Problem to solve:
The answer must be one number: how many lines of the records contain "MaybeWssStream".

----------

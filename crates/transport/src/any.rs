use crate::{ErasedRead, ErasedWrite, MaybeWssStream, TcpStream, TlsStream, WsStream, WssStream};
use std::pin::Pin;
use tokio::io::{AsyncRead, AsyncWrite};

/// Utility macro to apply the same operation on all variants (static)
#[macro_export]
macro_rules! map_any_stream {
    ($stream:expr, $operation:expr) => {{
        match $stream {
            AnyStream::Tcp(stream) => $operation(stream),
            AnyStream::Tls(stream) => $operation(stream),
            AnyStream::Ws(stream) => $operation(stream),
            AnyStream::Wss(stream) => $operation(stream),
            AnyStream::MaybeWss(stream) => $operation(stream),
        }
    }};
}

#[allow(clippy::large_enum_variant)] // TODO: measure impact of boxing WssStream and TlsStream on performance
pub enum AnyStream {
    Tcp(TcpStream),
    Tls(TlsStream),
    Ws(WsStream),
    Wss(WssStream),
    MaybeWss(MaybeWssStream),
}

impl AnyStream {
    pub fn split_erased(self) -> (ErasedRead, ErasedWrite) {
        match self {
            AnyStream::Tcp(stream) => {
                let (reader, writer) = stream.into_split();
                (Box::new(reader), Box::new(writer))
            }
            AnyStream::Tls(stream) => {
                let (reader, writer) = tokio::io::split(stream);
                (Box::new(reader), Box::new(writer))
            }
            AnyStream::Ws(stream) => {
                let (reader, writer) = tokio::io::split(stream);
                (Box::new(reader), Box::new(writer))
            }
            AnyStream::Wss(stream) => {
                let (reader, writer) = tokio::io::split(stream);
                (Box::new(reader), Box::new(writer))
            }
            AnyStream::MaybeWss(stream) => {
                let (reader, writer) = tokio::io::split(stream);
                (Box::new(reader), Box::new(writer))
            }
        }
    }

    pub fn into_tcp(self) -> Result<TcpStream, Self> {
        if let AnyStream::Tcp(stream) = self {
            Ok(stream)
        } else {
            Err(self)
        }
    }

    pub fn into_tls(self) -> Result<TlsStream, Self> {
        if let AnyStream::Tls(stream) = self {
            Ok(stream)
        } else {
            Err(self)
        }
    }

    pub fn into_ws(self) -> Result<WsStream, Self> {
        if let AnyStream::Ws(stream) = self {
            Ok(stream)
        } else {
            Err(self)
        }
    }

    pub fn into_wss(self) -> Result<WssStream, Self> {
        if let AnyStream::Wss(stream) = self {
            Ok(stream)
        } else {
            Err(self)
        }
    }

    pub fn into_maybe_wss(self) -> Result<MaybeWssStream, Self> {
        if let AnyStream::MaybeWss(stream) = self {
            Ok(stream)
        } else {
            Err(self)
        }
    }
}

impl From<TcpStream> for AnyStream {
    fn from(s: TcpStream) -> Self {
        Self::Tcp(s)
    }
}

impl From<TlsStream> for AnyStream {
    fn from(s: TlsStream) -> Self {
        Self::Tls(s)
    }
}

impl From<WsStream> for AnyStream {
    fn from(s: WsStream) -> Self {
        Self::Ws(s)
    }
}

impl From<WssStream> for AnyStream {
    fn from(s: WssStream) -> Self {
        Self::Wss(s)
    }
}

impl From<MaybeWssStream> for AnyStream {
    fn from(s: MaybeWssStream) -> Self {
        Self::MaybeWss(s)
    }
}

impl AsyncRead for AnyStream {
    #[inline]
    fn poll_read(
        self: ::core::pin::Pin<&mut Self>,
        cx: &mut ::core::task::Context<'_>,
        buf: &mut ::tokio::io::ReadBuf<'_>,
    ) -> ::core::task::Poll<::std::io::Result<()>> {
        match self.get_mut() {
            AnyStream::Tcp(stream) => Pin::new(stream).poll_read(cx, buf),
            AnyStream::Tls(stream) => Pin::new(stream).poll_read(cx, buf),
            AnyStream::Ws(stream) => Pin::new(stream).poll_read(cx, buf),
            AnyStream::Wss(stream) => Pin::new(stream).poll_read(cx, buf),
            AnyStream::MaybeWss(stream) => Pin::new(stream).poll_read(cx, buf),
        }
    }
}

impl AsyncWrite for AnyStream {
    #[inline]
    fn poll_write(
        self: std::pin::Pin<&mut Self>,
        cx: &mut ::core::task::Context<'_>,
        buf: &[u8],
    ) -> ::core::task::Poll<::std::io::Result<usize>> {
        match self.get_mut() {
            AnyStream::Tcp(stream) => Pin::new(stream).poll_write(cx, buf),
            AnyStream::Tls(stream) => Pin::new(stream).poll_write(cx, buf),
            AnyStream::Ws(stream) => Pin::new(stream).poll_write(cx, buf),
            AnyStream::Wss(stream) => Pin::new(stream).poll_write(cx, buf),
            AnyStream::MaybeWss(stream) => Pin::new(stream).poll_write(cx, buf),
        }
    }

    #[inline]
    fn poll_flush(
        self: std::pin::Pin<&mut Self>,
        cx: &mut ::core::task::Context<'_>,
    ) -> ::core::task::Poll<::std::io::Result<()>> {
        match self.get_mut() {
            AnyStream::Tcp(stream) => Pin::new(stream).poll_flush(cx),
            AnyStream::Tls(stream) => Pin::new(stream).poll_flush(cx),
            AnyStream::Ws(stream) => Pin::new(stream).poll_flush(cx),
            AnyStream::Wss(stream) => Pin::new(stream).poll_flush(cx),
            AnyStream::MaybeWss(stream) => Pin::new(stream).poll_flush(cx),
        }
    }

    #[inline]
    fn poll_shutdown(
        self: std::pin::Pin<&mut Self>,
        cx: &mut ::core::task::Context<'_>,
    ) -> ::core::task::Poll<::std::io::Result<()>> {
        match self.get_mut() {
            AnyStream::Tcp(stream) => Pin::new(stream).poll_shutdown(cx),
            AnyStream::Tls(stream) => Pin::new(stream).poll_shutdown(cx),
            AnyStream::Ws(stream) => Pin::new(stream).poll_shutdown(cx),
            AnyStream::Wss(stream) => Pin::new(stream).poll_shutdown(cx),
            AnyStream::MaybeWss(stream) => Pin::new(stream).poll_shutdown(cx),
        }
    }
}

----------

Reply:
5